In response to criticism of Price in Edmund
Burke's Reflections on the Revolution in France (1790), Wollstonecraft
immediately wrote A Vindication of the Rights of Men. This work was
overshadowed by another response to Burke, Thomas Paine's Rights of Man,
which followed several months later. In Rights of Men Wollstonecraft
presented her vision of a society, based upon equality of opportunity, in which
talent—not the wrongful privileges of gentility—would be the requisite for
success. Paine and Wollstonecraft were accused in the press of seeking to
"poison and inflame the minds of the lower class of his Majesty's subjects
to violate their subordination." When Paine was later burnt in effigy for
his support of Revolutionary France, there was public talk of subjecting
Wollstonecraft to the same treatment.
Wollstonecraft decided to devote her next
treatise to women's rights, a topic that had never before been dealt with at
any length. The resulting A Vindication of the Rights of Woman (1792)

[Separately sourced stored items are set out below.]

//! Canonical line & curvature engine
//!
//! Builds a cross-vehicle consensus line in a shared ENU frame directly from the
//! raw telemetry, then derives curvature, reference and ideal speed profiles, the
//! ideal lap time and equal-distance sectors.
//!
//! ## Pipeline
//!
//! 1. Pivot each vehicle to one row per (lap, timestamp) and compute lap stats
//! 2. Keep valid laps of valid cars, pick the ENU origin and project the laps
//! 3. Resample every lap on a common normalized grid, median per car
//! 4. Reject cars whose median lap time is a z-score outlier
//! 5. Median across the remaining cars, then curvature
//! 6. Reference speed from every clean lap, including those of rejected cars

mod curvature;
mod export;
mod laps;
mod profile;

pub use curvature::curvature;
pub use export::{
    find_fastest_lap_file, load_canonical, read_fastest_lap, read_sector_map, safe_file_id,
    write_canonical, CanonicalExports, FastestLapIndexRow, SectorMap,
};
pub use laps::{reference_origin, LapStats, LapTrace, VehiclePivot};
pub use profile::{
    build_sectors, ideal_speed, ideal_time, lap_speed, reference_speed, to_canonical_grid, Sector,
};

use std::collections::BTreeMap;

use serde::{Deserialize, Serialize};
use tracing::{info, warn};

use crate::config::CanonicalConfig;
use crate::error::{PipelineError, Result};
use crate::filters::{cumulative_distance, interp, linspace, mean, median, sample_std, unique_by_x};
use crate::spatial::IndexedLine;
use crate::telemetry::EventTable;

/// Consensus line with its derived per-point profiles
#[derive(Debug, Clone, Default, PartialEq)]
pub struct CanonicalLine {
    /// Arc length from the first point
    pub dist_m: Vec<f64>,
    /// East offset in metres
    pub x_m: Vec<f64>,
    /// North offset in metres
    pub y_m: Vec<f64>,
    /// Unsigned curvature in 1/m
    pub curvature: Vec<f64>,
    /// Reference speed in m/s
    pub ref_speed_ms: Vec<f64>,
    /// Ideal speed in m/s
    pub ideal_speed_ms: Vec<f64>,
    /// Cumulative ideal time in seconds
    pub ideal_time_s: Vec<f64>,
}

impl CanonicalLine {
    /// Number of points
    pub fn len(&self) -> usize {
        self.dist_m.len()
    }

    /// True when the line has no points
    pub fn is_empty(&self) -> bool {
        self.dist_m.is_empty()
    }

    /// Length of the line
    pub fn track_length_m(&self) -> f64 {
        self.dist_m.last().copied().unwrap_or(0.0)
    }

    /// Ideal time for the full line
    pub fn ideal_lap_time_s(&self) -> f64 {
        self.ideal_time_s.last().copied().unwrap_or(0.0)
    }

    /// Ideal speed at a distance, clamped to the line
    pub fn ideal_speed_at(&self, dist_m: f64) -> f64 {
        interp(dist_m, &self.dist_m, &self.ideal_speed_ms)
    }

    /// Reference speed at a distance, clamped to the line
    pub fn ref_speed_at(&self, dist_m: f64) -> f64 {
        interp(dist_m, &self.dist_m, &self.ref_speed_ms)
    }

    /// Spatial index over the line's points
    pub fn index(&self) -> IndexedLine {
        IndexedLine::from_xy(&self.x_m, &self.y_m)
    }
}

/// Median line of one car on the normalized grid
#[derive(Debug, Clone, PartialEq)]
pub struct CarMedianLine {
    /// Vehicle identifier
    pub vehicle_id: String,
    /// East offsets
    pub x: Vec<f64>,
    /// North offsets
    pub y: Vec<f64>,
    /// Median length of the laps used
    pub lap_length_m: f64,
    /// Number of laps in the median
    pub laps_used: usize,
}

/// One point of an exported fastest lap
#[derive(Debug, Clone, Copy, PartialEq, Serialize, Deserialize)]
pub struct FastestLapRow {
    /// Epoch milliseconds
    pub timestamp_ms: i64,
    /// Distance along the lap
    pub dist_m: f64,
    /// East offset in the ENU frame
    pub x_m: f64,
    /// North offset in the ENU frame
    pub y_m: f64,
    /// Measured speed
    pub speed_ms: f64,
}

/// A car's fastest valid lap
#[derive(Debug, Clone, PartialEq)]
pub struct FastestLap {
    /// Vehicle identifier
    pub vehicle_id: String,
    /// Lap number
    pub lap: i64,
    /// Lap duration from the lap stats
    pub lap_time_s: f64,
    /// Points ordered by time
    pub rows: Vec<FastestLapRow>,
}

/// Counters describing one canonical run
#[derive(Debug, Clone, Default, PartialEq, Serialize, Deserialize)]
pub struct ProcessingStats {
    /// Raw telemetry events
    pub raw_rows: usize,
    /// Vehicles in the session
    pub total_cars: usize,
    /// Vehicles with at least `min_valid_laps` valid laps
    pub cars_with_valid_laps: usize,
    /// Valid laps of those vehicles
    pub clean_laps: usize,
    /// Vehicles with a per-car median line
    pub cars_with_median_lines: usize,
    /// Vehicles kept after the outlier filter
    pub cars_after_outlier_filter: usize,
    /// Canonical track length
    pub track_length_m: f64,
    /// Ideal lap time
    pub ideal_lap_time_s: f64,
    /// Number of sectors
    pub n_sectors: usize,
}

/// Everything the canonical engine produces
#[derive(Debug, Clone)]
pub struct CanonicalResult {
    /// ENU origin latitude/longitude
    pub origin: (f64, f64),
    /// Consensus line and profiles
    pub line: CanonicalLine,
    /// Equal-distance sectors
    pub sectors: Vec<Sector>,
    /// Per-car median lines of retained cars
    pub car_lines: Vec<CarMedianLine>,
    /// Fastest lap of each retained car
    pub fastest_laps: Vec<FastestLap>,
    /// Cars rejected by the lap-time outlier filter
    pub rejected_vehicles: Vec<String>,
    /// Stats of every lap in the session
    pub lap_stats: Vec<LapStats>,
    /// Run counters
    pub stats: ProcessingStats,
}

fn resample_lap(trace: &LapTrace, n: usize) -> Option<(Vec<f64>, Vec<f64>)> {
    let len = trace.length();
    if !(len > 0.0) {
        return None;
    }
    let (ux, xs) = unique_by_x(&trace.dist, &trace.x);
    let (_, ys) = unique_by_x(&trace.dist, &trace.y);
    let grid = linspace(0.0, len, n);
    Some((
        grid.iter().map(|&g| interp(g, &ux, &xs)).collect(),
        grid.iter().map(|&g| interp(g, &ux, &ys)).collect(),
    ))
}

fn median_columns(series: &[Vec<f64>], n: usize) -> Vec<f64> {
    let mut column = Vec::with_capacity(series.len());
    (0..n)
        .map(|i| {
            column.clear();
            column.extend(series.iter().map(|s| s[i]));
            median(&column)
        })
        .collect()
}

/// Cars whose median valid-lap duration is more than `z` sample standard deviations
/// from the mean across cars. Nothing is rejected when the spread is zero or
/// undefined.
pub fn lap_time_outliers(median_lap_times: &BTreeMap<String, f64>, z: f64) -> Vec<String> {
    let values: Vec<f64> = median_lap_times.values().copied().collect();
    let mu = mean(&values);
    let sigma = sample_std(&values);
    if !(sigma.is_finite() && sigma > 0.0) {
        return Vec::new();
    }
    median_lap_times
        .iter()
        .filter(|(_, t)| ((*t - mu) / sigma).abs() > z)
        .map(|(v, _)| v.clone())
        .collect()
}

/// Run the canonical engine over a session
pub fn build_canonical(table: &EventTable, config: &CanonicalConfig) -> Result<CanonicalResult> {
    let mut stats = ProcessingStats {
        raw_rows: table.len(),
        total_cars: table.vehicle_ids().len(),
        n_sectors: config.n_sectors,
        ..Default::default()
    };

    let pivots: BTreeMap<String, VehiclePivot> = table
        .vehicle_ids()
        .into_iter()
        .filter_map(|v| table.vehicle(&v).map(|e| (v, VehiclePivot::build(e))))
        .collect();
    let lap_stats: Vec<LapStats> = pivots
        .iter()
        .flat_map(|(v, p)| p.lap_stats(v))
        .collect();

    let mut valid_laps: BTreeMap<String, Vec<&LapStats>> = BTreeMap::new();
    for lap in lap_stats.iter().filter(|l| l.is_valid(config)) {
        valid_laps.entry(lap.vehicle_id.clone()).or_default().push(lap);
    }
    valid_laps.retain(|_, laps| laps.len() >= config.min_valid_laps);
    stats.cars_with_valid_laps = valid_laps.len();
    stats.clean_laps = valid_laps.values().map(Vec::len).sum();

    let frame = reference_origin(&pivots, &valid_laps, config)
        .ok_or_else(|| PipelineError::Canonical("no clean lap with GPS data".to_string()))?;

    let mut traces: BTreeMap<String, Vec<LapTrace>> = BTreeMap::new();
    for (vehicle, laps) in &valid_laps {
        let Some(pivot) = pivots.get(vehicle) else { continue };
        let projected: Vec<LapTrace> = laps
            .iter()
            .filter_map(|l| LapTrace::project(vehicle, l.lap, &pivot.gps_rows(l.lap), &frame))
            .collect();
        traces.insert(vehicle.clone(), projected);
    }

    let n = config.n_points.max(2);
    let mut car_lines = Vec::new();
    for (vehicle, laps) in &traces {
        let (xs, ys): (Vec<Vec<f64>>, Vec<Vec<f64>>) =
            laps.iter().filter_map(|t| resample_lap(t, n)).unzip();
        if xs.len() < config.min_valid_laps {
            warn!("Vehicle {}: only {} resampled laps, no median line", vehicle, xs.len());
            continue;
        }
        let lengths: Vec<f64> = laps.iter().map(LapTrace::length).filter(|l| *l > 0.0).collect();
        car_lines.push(CarMedianLine {
            vehicle_id: vehicle.clone(),
            x: median_columns(&xs, n),
            y: median_columns(&ys, n),
            lap_length_m: median(&lengths),
            laps_used: xs.len(),
        });
    }
    stats.cars_with_median_lines = car_lines.len();

    let median_lap_times: BTreeMap<String, f64> = valid_laps
        .iter()
        .map(|(v, laps)| {
            let durations: Vec<f64> = laps.iter().map(|l| l.duration_s).collect();
            (v.clone(), median(&durations))
        })
        .collect();
    let rejected_vehicles = lap_time_outliers(&median_lap_times, config.outlier_z);
    if !rejected_vehicles.is_empty() {
        info!("Lap-time outliers rejected: {}", rejected_vehicles.join(", "));
    }
    car_lines.retain(|c| !rejected_vehicles.contains(&c.vehicle_id));
    stats.cars_after_outlier_filter = car_lines.len();
    if car_lines.is_empty() {
        return Err(PipelineError::Canonical(
            "no vehicle with enough valid laps after filtering".to_string(),
        ));
    }

    let x_m = median_columns(&car_lines.iter().map(|c| c.x.clone()).collect::<Vec<_>>(), n);
    let y_m = median_columns(&car_lines.iter().map(|c| c.y.clone()).collect::<Vec<_>>(), n);
    let dist_m = cumulative_distance(&x_m, &y_m);
    let curv = curvature(&x_m, &y_m, &dist_m, config);

    let per_lap_speed: Vec<Vec<f64>> = traces
        .values()
        .flatten()
        .filter_map(|t| to_canonical_grid(t, &lap_speed(t, config), &dist_m))
        .collect();
    let ref_speed_ms = reference_speed(&per_lap_speed, n, config);
    let ideal_speed_ms = ideal_speed(&ref_speed_ms, &curv, config);
    let ideal_time_s = ideal_time(&dist_m, &ideal_speed_ms);
    let sectors = build_sectors(&dist_m, &ideal_time_s, config.n_sectors);

    let line = CanonicalLine {
        dist_m,
        x_m,
        y_m,
        curvature: curv,
        ref_speed_ms,
        ideal_speed_ms,
        ideal_time_s,
    };
    stats.track_length_m = line.track_length_m();
    stats.ideal_lap_time_s = line.ideal_lap_time_s();

    let mut fastest_laps = Vec::new();
    for car in &car_lines {
        let Some(best) = valid_laps
            .get(&car.vehicle_id)
            .and_then(|laps| laps.iter().min_by(|a, b| a.duration_s.total_cmp(&b.duration_s)))
        else {
            continue;
        };
        let Some(trace) = traces
            .get(&car.vehicle_id)
            .and_then(|ts| ts.iter().find(|t| t.lap == best.lap))
        else {
            continue;
        };
        let speed = lap_speed(trace, config);
        fastest_laps.push(FastestLap {
            vehicle_id: car.vehicle_id.clone(),
            lap: best.lap,
            lap_time_s: best.duration_s,
            rows: (0..trace.dist.len())
                .map(|i| FastestLapRow {
                    timestamp_ms: trace.timestamp_ms[i],
                    dist_m: trace.dist[i],
                    x_m: trace.x[i],
                    y_m: trace.y[i],
                    speed_ms: speed[i],
                })
                .collect(),
        });
    }

    info!(
        "Canonical line: {:.1} m from {} cars, ideal lap {:.2} s",
        stats.track_length_m, stats.cars_after_outlier_filter, stats.ideal_lap_time_s
    );
    Ok(CanonicalResult {
        origin: frame.origin(),
        line,
        sectors,
        car_lines,
        fastest_laps,
        rejected_vehicles,
        lap_stats,
        stats,
    })
}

was, in part, her response to Jean-Jacques Rousseau who, in Emile
(1762), had recommended that girls be given a different education from boys, one
that would train them to be submissive and manipulative. In Rights of Woman
Wollstonecraft argued that the rights of man which she had previously espoused
applied equally and unconditionally to women as a just God could not have
created one human being superior to another. She sought to overturn centuries
of Judeo-Christian teaching that women, having no separate moral identity,
depended upon their husbands for a spiritual relationship with God.
Wollstonecraft boldly declared that all people-men, women, and children-have a
right to an independent mind. She envisioned a society in which women could be
educated and work alongside men as co-equals in every pursuit. She advocated
equal citizenship for both sexes, giving everyone "a direct share in deliberations
of government." Wollstonecraft opposed war and all forms of oppression.
"Let there be no coercion established in society," she said,
"and, the common law of gravity prevailing, the sexes will fall into their
proper places." An advocate of universal self-reliance and responsibility,
she did not wish that women should exercise "power over men," only
"over themselves."
The historian Henry Noel Brailsford, in Shelley,
Godwin, and Their Circle (1913), considered the Rights of Woman
"perhaps the most original book of its century." "What was
absolutely new in the world's history," he thought, "was that for the
first time a woman dared to sit down to write a book which was not an echo of
men's thinking, nor an attempt to do rather well what some man had done a little
better, but a first exploration of the problems of society and morals from a
standpoint which recognised humanity without ignoring sex."
Rights of Woman reached a wide audience in its day. It went into two editions in Britain,
and was shortly available in America, where it was read by Judith Sargent
Murray as well as John and Abigail Adams. It was often reviewed. Some reviewers thought
the book "unfeminine," judgment with which Wollstonecraft did not,
perhaps, disagree. Others thought that her views on education were sensible.
One reader declared that the book "first induced me to think."
Wollstonecraft embraced a religion that combined
faith with reason, morality with knowledge, and which placed no limits on human
inquiry. "I submit to the moral laws which my reason deduces," she
said. "It is not to an arbitrary will, but to unerring reason." She
rejected the notion that the faculty of reason is exclusively a male attribute.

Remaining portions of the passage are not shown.